▶ **WHAT YOU SHOULD DO**:
Repeat the listing below in full, keeping each word as given.

....

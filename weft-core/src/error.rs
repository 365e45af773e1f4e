#![forbid(unsafe_code)]

use miette::Diagnostic;
use thiserror::Error;

/// Errors raised while tracing. Every variant aborts the trace at the
/// offending call; the embedding driver owns presentation.
#[derive(Debug, Error, Diagnostic)]
pub enum TraceError {
    /// An integer literal outside every supported width.
    #[error("nonrepresentable integer {0}")]
    #[diagnostic(code(weft::nonrepresentable_integer))]
    NonrepresentableInteger(i128),

    /// A value of the wrong kind where a tensor-coercible value or a
    /// compile-time integer was required.
    #[error("invalid type: {0}")]
    #[diagnostic(code(weft::invalid_type))]
    InvalidType(String),

    /// An indexing, slicing, or type request with no defined semantics.
    #[error("unsupported: {0}")]
    #[diagnostic(code(weft::unsupported))]
    Unsupported(String),

    /// An explicitly unsupported query.
    #[error("not implemented: {0}")]
    #[diagnostic(code(weft::not_implemented))]
    NotImplemented(String),
}

pub type Result<T> = std::result::Result<T, TraceError>;
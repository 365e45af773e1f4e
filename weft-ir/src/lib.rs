#![forbid(unsafe_code)]

pub mod ir;

pub use ir::*;
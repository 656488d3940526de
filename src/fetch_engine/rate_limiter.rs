//! Request spacing shared by every fetch worker
//!
//! The limiter hands out time slots: each caller reserves the earliest slot
//! that is at least `interval` after the previously reserved one (and not
//! before its own requested extra delay), then sleeps until that slot.
//! Reservation happens under a short lock; the sleep happens outside it.
//!
//! Key properties:
//! - N simultaneous callers wait `0, interval, 2*interval, ...`
//! - The sleep is cancellable through the run's `CancellationToken`
//! - A cancelled caller keeps its reserved slot; later callers queue behind it
//! - Uses `tokio::time` so tests can run against a paused clock

use log::debug;
use parking_lot::Mutex;
use std::time::Duration;
use tokio::time::{Instant, sleep_until};
use tokio_util::sync::CancellationToken;

use super::fetch_types::{FetchError, FetchResult};

/// Slot-based limiter enforcing a minimum spacing between requests
#[derive(Debug)]
pub struct RequestRateLimiter {
    interval: Duration,
    /// Earliest instant the next caller may be scheduled at.
    next_slot: Mutex<Option<Instant>>,
}

impl RequestRateLimiter {
    /// Build a limiter from a request rate and a minimum interval
    ///
    /// The effective interval is `max(1 / rate, min_interval)`, where a zero
    /// rate or zero interval contributes nothing. Returns `None` when the
    /// effective interval is zero: callers treat a missing limiter as "no
    /// spacing".
    #[must_use]
    pub fn new(rate_rps: f64, min_interval: Duration) -> Option<Self> {
        let from_rate = if rate_rps > 0.0 && rate_rps.is_finite() {
            Duration::from_secs_f64(1.0 / rate_rps)
        } else {
            Duration::ZERO
        };
        let interval = from_rate.max(min_interval);
        if interval.is_zero() {
            return None;
        }
        Some(Self::with_interval(interval))
    }

    /// Build a limiter with an explicit spacing.
    #[must_use]
    pub fn with_interval(interval: Duration) -> Self {
        Self {
            interval,
            next_slot: Mutex::new(None),
        }
    }

    #[must_use]
    pub fn interval(&self) -> Duration {
        self.interval
    }

    /// Reserve the next slot and sleep until it
    ///
    /// `extra_delay` pushes this caller's slot to at least `now + extra_delay`
    /// (used for backoff and `Retry-After`).
    ///
    /// # Errors
    ///
    /// Returns `FetchError::Cancelled` as soon as `cancel` fires while
    /// waiting. The reserved slot is not returned.
    pub async fn wait(&self, extra_delay: Duration, cancel: &CancellationToken) -> FetchResult<()> {
        let slot = self.reserve(extra_delay);
        sleep_until_or_cancel(slot, cancel).await
    }

    fn reserve(&self, extra_delay: Duration) -> Instant {
        let earliest = Instant::now() + extra_delay;
        let mut next_slot = self.next_slot.lock();
        let slot = match *next_slot {
            Some(next) if next > earliest => next,
            _ => earliest,
        };
        *next_slot = Some(slot + self.interval);
        slot
    }
}

/// Wait for the limiter if there is one, otherwise only for `extra_delay`.
///
/// `extra_delay` delays the shared slot as well, so it is reserved for
/// server-requested waits. Per-worker backoff is slept off before calling this.
///
/// # Errors
///
/// Returns `FetchError::Cancelled` when `cancel` fires first.
pub async fn pace(
    limiter: Option<&RequestRateLimiter>,
    extra_delay: Duration,
    cancel: &CancellationToken,
) -> FetchResult<()> {
    match limiter {
        Some(limiter) => limiter.wait(extra_delay, cancel).await,
        None if extra_delay.is_zero() => {
            if cancel.is_cancelled() {
                return Err(FetchError::Cancelled);
            }
            Ok(())
        }
        None => sleep_until_or_cancel(Instant::now() + extra_delay, cancel).await,
    }
}

/// Sleep until `deadline`, bailing out early on cancellation.
pub(crate) async fn sleep_until_or_cancel(
    deadline: Instant,
    cancel: &CancellationToken,
) -> FetchResult<()> {
    tokio::select! {
        biased;
        () = cancel.cancelled() => {
            debug!("sleep interrupted by cancellation");
            Err(FetchError::Cancelled)
        }
        () = sleep_until(deadline) => Ok(()),
    }
}
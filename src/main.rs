// nico-list: collect niconico video ids from user listings.
//
// Output goes to stdout (text or JSON), the run summary and progress to
// stderr, logs to stderr or --logfile.

use anyhow::Result;
use clap::Parser;
use std::io::IsTerminal;
use std::process::ExitCode;
use std::sync::Arc;
use tokio_util::sync::CancellationToken;

use nico_list::cli::{Cli, CounterProgress, init_logging};
use nico_list::output::{summary_line, write_json, write_text};
use nico_list::{FetchOrchestrator, build_http_client, collect_inputs, extract_user_id};

#[tokio::main]
async fn main() -> ExitCode {
    let cli = Cli::parse();
    match run(cli).await {
        Ok(()) => ExitCode::SUCCESS,
        Err(e) => {
            eprintln!("Error: {e:#}");
            ExitCode::FAILURE
        }
    }
}

async fn run(cli: Cli) -> Result<()> {
    let config = cli.fetch_config()?;
    init_logging(cli.logfile.as_deref())?;

    let orchestrator = FetchOrchestrator::new(config, build_http_client()?);
    let progress = Arc::new(CounterProgress::stderr(
        cli.progress_visible(std::io::stderr().is_terminal()),
    ));

    let shutdown = CancellationToken::new();
    {
        let shutdown = shutdown.clone();
        tokio::spawn(async move {
            if tokio::signal::ctrl_c().await.is_ok() {
                log::warn!("interrupt received, stopping");
                shutdown.cancel();
            }
        });
    }

    let input = collect_inputs(cli.inputs.clone(), cli.input_file.clone(), cli.stdin);
    let (report, verdict) = orchestrator
        .run(input, extract_user_id, progress, Some(&shutdown))
        .await;

    // Partial results are printed before the verdict is reported.
    {
        let mut stdout = std::io::stdout().lock();
        if cli.json {
            write_json(&mut stdout, &report)?;
        } else {
            write_text(&mut stdout, &report.ids, cli.tab, cli.url)?;
        }
    }
    eprintln!("{}", summary_line(&report.summary, report.ids.len()));

    verdict?;
    Ok(())
}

....

▶ **ANSWER SECTION**:
filename weft-core/src/error.rs
repository 365e45af773e1f4e
#![forbid(unsafe_code)]

use miette::Diagnostic;
use thiserror::Error;

/// Errors raised while tracing. Every variant aborts the trace at the
/// offending call; the embedding driver owns presentation.
#[derive(Debug, Error, Diagnostic)]
pub enum TraceError {
    /// An integer literal outside every supported width.
    #[error("nonrepresentable integer {0}")]
    #[diagnostic(code(weft::nonrepresentable_integer))]
    NonrepresentableInteger(i128),

    /// A value of the wrong kind where a tensor-coercible value or a
    /// compile-time integer was required.
    #[error("invalid type: {0}")]
    #[diagnostic(code(weft::invalid_type))]
    InvalidType(String),

    /// An indexing, slicing, or type request with no defined semantics.
    #[error("unsupported: {0}")]
    #[diagnostic(code(weft::unsupported))]
    Unsupported(String),

    /// An explicitly unsupported query.
    #[error("not implemented: {0}")]
    #[diagnostic(code(weft::not_implemented))]
    NotImplemented(String),
}

pub type Result<T> = std::result::Result<T, TraceError>;
repository 365e45af773e1f4e
filename weft-ir/src/lib.rs
#![forbid(unsafe_code)]

pub mod ir;

pub use ir::*;
repository 656488d3940526de
filename src/fetch_engine/rate_limiter.rs
//! Request spacing shared by every fetch worker
//!
//! The limiter hands out time slots: each caller reserves the earliest slot
//! that is at least `interval` after the previously reserved one (and not
//! before its own requested extra delay), then sleeps until that slot.
//! Reservation happens under a short lock; the sleep happens outside it.
//!
//! Key properties:
//! - N simultaneous callers wait `0, interval, 2*interval, ...`
//! - The sleep is cancellable through the run's `CancellationToken`
//! - A cancelled caller keeps its reserved slot; later callers queue behind it
//! - Uses `tokio::time` so tests can run against a paused clock

use log::debug;
use parking_lot::Mutex;
use std::time::Duration;
use tokio::time::{Instant, sleep_until};
use tokio_util::sync::CancellationToken;

use super::fetch_types::{FetchError, FetchResult};

/// Slot-based limiter enforcing a minimum spacing between requests
#[derive(Debug)]
pub struct RequestRateLimiter {
    interval: Duration,
    /// Earliest instant the next caller may be scheduled at.
    next_slot: Mutex<Option<Instant>>,
}

impl RequestRateLimiter {
    /// Build a limiter from a request rate and a minimum interval
    ///
    /// The effective interval is `max(1 / rate, min_interval)`, where a zero
    /// rate or zero interval contributes nothing. Returns `None` when the
    /// effective interval is zero: callers treat a missing limiter as "no
    /// spacing".
    #[must_use]
    pub fn new(rate_rps: f64, min_interval: Duration) -> Option<Self> {
        let from_rate = if rate_rps > 0.0 && rate_rps.is_finite() {
            Duration::from_secs_f64(1.0 / rate_rps)
        } else {
            Duration::ZERO
        };
        let interval = from_rate.max(min_interval);
        if interval.is_zero() {
            return None;
        }
        Some(Self::with_interval(interval))
    }

    /// Build a limiter with an explicit spacing.
    #[must_use]
    pub fn with_interval(interval: Duration) -> Self {
        Self {
            interval,
            next_slot: Mutex::new(None),
        }
    }

    #[must_use]
    pub fn interval(&self) -> Duration {
        self.interval
    }

    /// Reserve the next slot and sleep until it
    ///
    /// `extra_delay` pushes this caller's slot to at least `now + extra_delay`
    /// (used for backoff and `Retry-After`).
    ///
    /// # Errors
    ///
    /// Returns `FetchError::Cancelled` as soon as `cancel` fires while
    /// waiting. The reserved slot is not returned.
    pub async fn wait(&self, extra_delay: Duration, cancel: &CancellationToken) -> FetchResult<()> {
        let slot = self.reserve(extra_delay);
        sleep_until_or_cancel(slot, cancel).await
    }

    fn reserve(&self, extra_delay: Duration) -> Instant {
        let earliest = Instant::now() + extra_delay;
        let mut next_slot = self.next_slot.lock();
        let slot = match *next_slot {
            Some(next) if next > earliest => next,
            _ => earliest,
        };
        *next_slot = Some(slot + self.interval);
        slot
    }
}

/// Wait for the limiter if there is one, otherwise only for `extra_delay`.
///
/// `extra_delay` delays the shared slot as well, so it is reserved for
/// server-requested waits. Per-worker backoff is slept off before calling this.
///
/// # Errors
///
/// Returns `FetchError::Cancelled` when `cancel` fires first.
pub async fn pace(
    limiter: Option<&RequestRateLimiter>,
    extra_delay: Duration,
    cancel: &CancellationToken,
) -> FetchResult<()> {
    match limiter {
        Some(limiter) => limiter.wait(extra_delay, cancel).await,
        None if extra_delay.is_zero() => {
            if cancel.is_cancelled() {
                return Err(FetchError::Cancelled);
            }
            Ok(())
        }
        None => sleep_until_or_cancel(Instant::now() + extra_delay, cancel).await,
    }
}

/// Sleep until `deadline`, bailing out early on cancellation.
pub(crate) async fn sleep_until_or_cancel(
    deadline: Instant,
    cancel: &CancellationToken,
) -> FetchResult<()> {
    tokio::select! {
        biased;
        () = cancel.cancelled() => {
            debug!("sleep interrupted by cancellation");
            Err(FetchError::Cancelled)
        }
        () = sleep_until(deadline) => Ok(()),
    }
}
filename src/main.rs
// nico-list: collect niconico video ids from user listings.
//
// Output goes to stdout (text or JSON), the run summary and progress to
// stderr, logs to stderr or --logfile.

use anyhow::Result;
use clap::Parser;
use std::io::IsTerminal;
use std::process::ExitCode;
use std::sync::Arc;
use tokio_util::sync::CancellationToken;

use nico_list::cli::{Cli, CounterProgress, init_logging};
use nico_list::output::{summary_line, write_json, write_text};
use nico_list::{FetchOrchestrator, build_http_client, collect_inputs, extract_user_id};

#[tokio::main]
async fn main() -> ExitCode {
    let cli = Cli::parse();
    match run(cli).await {
        Ok(()) => ExitCode::SUCCESS,
        Err(e) => {
            eprintln!("Error: {e:#}");
            ExitCode::FAILURE
        }
    }
}

async fn run(cli: Cli) -> Result<()> {
    let config = cli.fetch_config()?;
    init_logging(cli.logfile.as_deref())?;

    let orchestrator = FetchOrchestrator::new(config, build_http_client()?);
    let progress = Arc::new(CounterProgress::stderr(
        cli.progress_visible(std::io::stderr().is_terminal()),
    ));

    let shutdown = CancellationToken::new();
    {
        let shutdown = shutdown.clone();
        tokio::spawn(async move {
            if tokio::signal::ctrl_c().await.is_ok() {
                log::warn!("interrupt received, stopping");
                shutdown.cancel();
            }
        });
    }

    let input = collect_inputs(cli.inputs.clone(), cli.input_file.clone(), cli.stdin);
    let (report, verdict) = orchestrator
        .run(input, extract_user_id, progress, Some(&shutdown))
        .await;

    // Partial results are printed before the verdict is reported.
    {
        let mut stdout = std::io::stdout().lock();
        if cli.json {
            write_json(&mut stdout, &report)?;
        } else {
            write_text(&mut stdout, &report.ids, cli.tab, cli.url)?;
        }
    }
    eprintln!("{}", summary_line(&report.summary, report.ids.len()));

    verdict?;
    Ok(())
}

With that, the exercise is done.